> WORK TO COMPLETE:
Keeping every word and mark, copy all of the data.

Source records:

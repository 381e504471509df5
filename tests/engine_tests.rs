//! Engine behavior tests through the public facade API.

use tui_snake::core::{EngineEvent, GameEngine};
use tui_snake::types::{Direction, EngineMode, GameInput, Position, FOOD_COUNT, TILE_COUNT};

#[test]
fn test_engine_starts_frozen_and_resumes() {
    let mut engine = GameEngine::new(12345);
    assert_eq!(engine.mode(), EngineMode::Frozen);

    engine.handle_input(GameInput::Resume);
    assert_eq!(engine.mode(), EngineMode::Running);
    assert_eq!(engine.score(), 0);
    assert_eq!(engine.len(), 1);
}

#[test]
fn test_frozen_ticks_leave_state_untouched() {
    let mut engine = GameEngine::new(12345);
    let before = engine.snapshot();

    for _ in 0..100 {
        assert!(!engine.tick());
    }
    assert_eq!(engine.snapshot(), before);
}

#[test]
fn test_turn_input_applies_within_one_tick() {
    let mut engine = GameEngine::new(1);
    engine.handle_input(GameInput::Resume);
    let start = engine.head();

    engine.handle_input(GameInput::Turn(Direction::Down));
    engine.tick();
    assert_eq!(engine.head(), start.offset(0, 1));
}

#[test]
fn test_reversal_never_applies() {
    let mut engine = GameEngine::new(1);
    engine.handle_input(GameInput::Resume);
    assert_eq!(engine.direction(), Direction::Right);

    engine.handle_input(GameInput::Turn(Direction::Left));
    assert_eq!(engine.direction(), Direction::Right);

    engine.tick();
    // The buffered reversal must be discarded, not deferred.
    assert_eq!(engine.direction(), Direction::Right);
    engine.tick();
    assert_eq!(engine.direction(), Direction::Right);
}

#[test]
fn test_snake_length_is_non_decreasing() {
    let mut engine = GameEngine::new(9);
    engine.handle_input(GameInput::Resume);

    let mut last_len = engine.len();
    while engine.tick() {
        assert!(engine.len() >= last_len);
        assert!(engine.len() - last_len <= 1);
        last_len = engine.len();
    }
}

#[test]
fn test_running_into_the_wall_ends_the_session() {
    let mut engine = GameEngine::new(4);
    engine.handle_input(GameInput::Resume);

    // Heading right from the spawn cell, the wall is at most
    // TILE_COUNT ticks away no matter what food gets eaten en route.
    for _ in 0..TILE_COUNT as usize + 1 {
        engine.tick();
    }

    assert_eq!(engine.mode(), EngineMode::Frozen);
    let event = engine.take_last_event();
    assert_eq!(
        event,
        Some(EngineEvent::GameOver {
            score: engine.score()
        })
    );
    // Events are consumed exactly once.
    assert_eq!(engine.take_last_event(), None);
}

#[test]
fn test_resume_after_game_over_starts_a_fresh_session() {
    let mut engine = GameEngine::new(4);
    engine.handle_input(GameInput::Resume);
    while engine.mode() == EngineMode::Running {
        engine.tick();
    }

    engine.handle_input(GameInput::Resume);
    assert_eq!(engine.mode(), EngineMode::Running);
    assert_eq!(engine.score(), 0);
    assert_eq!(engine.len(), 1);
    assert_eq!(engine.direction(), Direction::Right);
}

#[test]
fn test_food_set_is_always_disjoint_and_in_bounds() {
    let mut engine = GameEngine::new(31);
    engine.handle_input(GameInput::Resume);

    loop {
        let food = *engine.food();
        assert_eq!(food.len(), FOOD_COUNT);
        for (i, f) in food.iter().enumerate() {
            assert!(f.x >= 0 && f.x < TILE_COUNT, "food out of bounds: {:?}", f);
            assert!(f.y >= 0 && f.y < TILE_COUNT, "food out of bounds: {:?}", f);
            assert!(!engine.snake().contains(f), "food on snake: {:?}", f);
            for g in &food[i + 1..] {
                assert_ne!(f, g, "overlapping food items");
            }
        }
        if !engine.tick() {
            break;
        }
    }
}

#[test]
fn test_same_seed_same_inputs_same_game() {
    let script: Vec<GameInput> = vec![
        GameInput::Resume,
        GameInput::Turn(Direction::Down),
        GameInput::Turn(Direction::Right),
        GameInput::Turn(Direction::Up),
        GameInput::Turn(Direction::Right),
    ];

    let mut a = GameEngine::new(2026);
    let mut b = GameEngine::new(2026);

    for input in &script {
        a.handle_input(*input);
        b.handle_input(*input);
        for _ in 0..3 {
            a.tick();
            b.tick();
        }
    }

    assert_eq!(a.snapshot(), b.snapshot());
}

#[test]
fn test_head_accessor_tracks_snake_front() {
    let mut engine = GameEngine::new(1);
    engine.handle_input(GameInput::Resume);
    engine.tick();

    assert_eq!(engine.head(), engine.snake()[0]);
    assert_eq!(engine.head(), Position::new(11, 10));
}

> EXERCISE ANSWER:
repository 381e504471509df5
filename tests/engine_tests.rs
//! Engine behavior tests through the public facade API.

use tui_snake::core::{EngineEvent, GameEngine};
use tui_snake::types::{Direction, EngineMode, GameInput, Position, FOOD_COUNT, TILE_COUNT};

#[test]
fn test_engine_starts_frozen_and_resumes() {
    let mut engine = GameEngine::new(12345);
    assert_eq!(engine.mode(), EngineMode::Frozen);

    engine.handle_input(GameInput::Resume);
    assert_eq!(engine.mode(), EngineMode::Running);
    assert_eq!(engine.score(), 0);
    assert_eq!(engine.len(), 1);
}

#[test]
fn test_frozen_ticks_leave_state_untouched() {
    let mut engine = GameEngine::new(12345);
    let before = engine.snapshot();

    for _ in 0..100 {
        assert!(!engine.tick());
    }
    assert_eq!(engine.snapshot(), before);
}

#[test]
fn test_turn_input_applies_within_one_tick() {
    let mut engine = GameEngine::new(1);
    engine.handle_input(GameInput::Resume);
    let start = engine.head();

    engine.handle_input(GameInput::Turn(Direction::Down));
    engine.tick();
    assert_eq!(engine.head(), start.offset(0, 1));
}

#[test]
fn test_reversal_never_applies() {
    let mut engine = GameEngine::new(1);
    engine.handle_input(GameInput::Resume);
    assert_eq!(engine.direction(), Direction::Right);

    engine.handle_input(GameInput::Turn(Direction::Left));
    assert_eq!(engine.direction(), Direction::Right);

    engine.tick();
    // The buffered reversal must be discarded, not deferred.
    assert_eq!(engine.direction(), Direction::Right);
    engine.tick();
    assert_eq!(engine.direction(), Direction::Right);
}

#[test]
fn test_snake_length_is_non_decreasing() {
    let mut engine = GameEngine::new(9);
    engine.handle_input(GameInput::Resume);

    let mut last_len = engine.len();
    while engine.tick() {
        assert!(engine.len() >= last_len);
        assert!(engine.len() - last_len <= 1);
        last_len = engine.len();
    }
}

#[test]
fn test_running_into_the_wall_ends_the_session() {
    let mut engine = GameEngine::new(4);
    engine.handle_input(GameInput::Resume);

    // Heading right from the spawn cell, the wall is at most
    // TILE_COUNT ticks away no matter what food gets eaten en route.
    for _ in 0..TILE_COUNT as usize + 1 {
        engine.tick();
    }

    assert_eq!(engine.mode(), EngineMode::Frozen);
    let event = engine.take_last_event();
    assert_eq!(
        event,
        Some(EngineEvent::GameOver {
            score: engine.score()
        })
    );
    // Events are consumed exactly once.
    assert_eq!(engine.take_last_event(), None);
}

#[test]
fn test_resume_after_game_over_starts_a_fresh_session() {
    let mut engine = GameEngine::new(4);
    engine.handle_input(GameInput::Resume);
    while engine.mode() == EngineMode::Running {
        engine.tick();
    }

    engine.handle_input(GameInput::Resume);
    assert_eq!(engine.mode(), EngineMode::Running);
    assert_eq!(engine.score(), 0);
    assert_eq!(engine.len(), 1);
    assert_eq!(engine.direction(), Direction::Right);
}

#[test]
fn test_food_set_is_always_disjoint_and_in_bounds() {
    let mut engine = GameEngine::new(31);
    engine.handle_input(GameInput::Resume);

    loop {
        let food = *engine.food();
        assert_eq!(food.len(), FOOD_COUNT);
        for (i, f) in food.iter().enumerate() {
            assert!(f.x >= 0 && f.x < TILE_COUNT, "food out of bounds: {:?}", f);
            assert!(f.y >= 0 && f.y < TILE_COUNT, "food out of bounds: {:?}", f);
            assert!(!engine.snake().contains(f), "food on snake: {:?}", f);
            for g in &food[i + 1..] {
                assert_ne!(f, g, "overlapping food items");
            }
        }
        if !engine.tick() {
            break;
        }
    }
}

#[test]
fn test_same_seed_same_inputs_same_game() {
    let script: Vec<GameInput> = vec![
        GameInput::Resume,
        GameInput::Turn(Direction::Down),
        GameInput::Turn(Direction::Right),
        GameInput::Turn(Direction::Up),
        GameInput::Turn(Direction::Right),
    ];

    let mut a = GameEngine::new(2026);
    let mut b = GameEngine::new(2026);

    for input in &script {
        a.handle_input(*input);
        b.handle_input(*input);
        for _ in 0..3 {
            a.tick();
            b.tick();
        }
    }

    assert_eq!(a.snapshot(), b.snapshot());
}

#[test]
fn test_head_accessor_tracks_snake_front() {
    let mut engine = GameEngine::new(1);
    engine.handle_input(GameInput::Resume);
    engine.tick();

    assert_eq!(engine.head(), engine.snake()[0]);
    assert_eq!(engine.head(), Position::new(11, 10));
}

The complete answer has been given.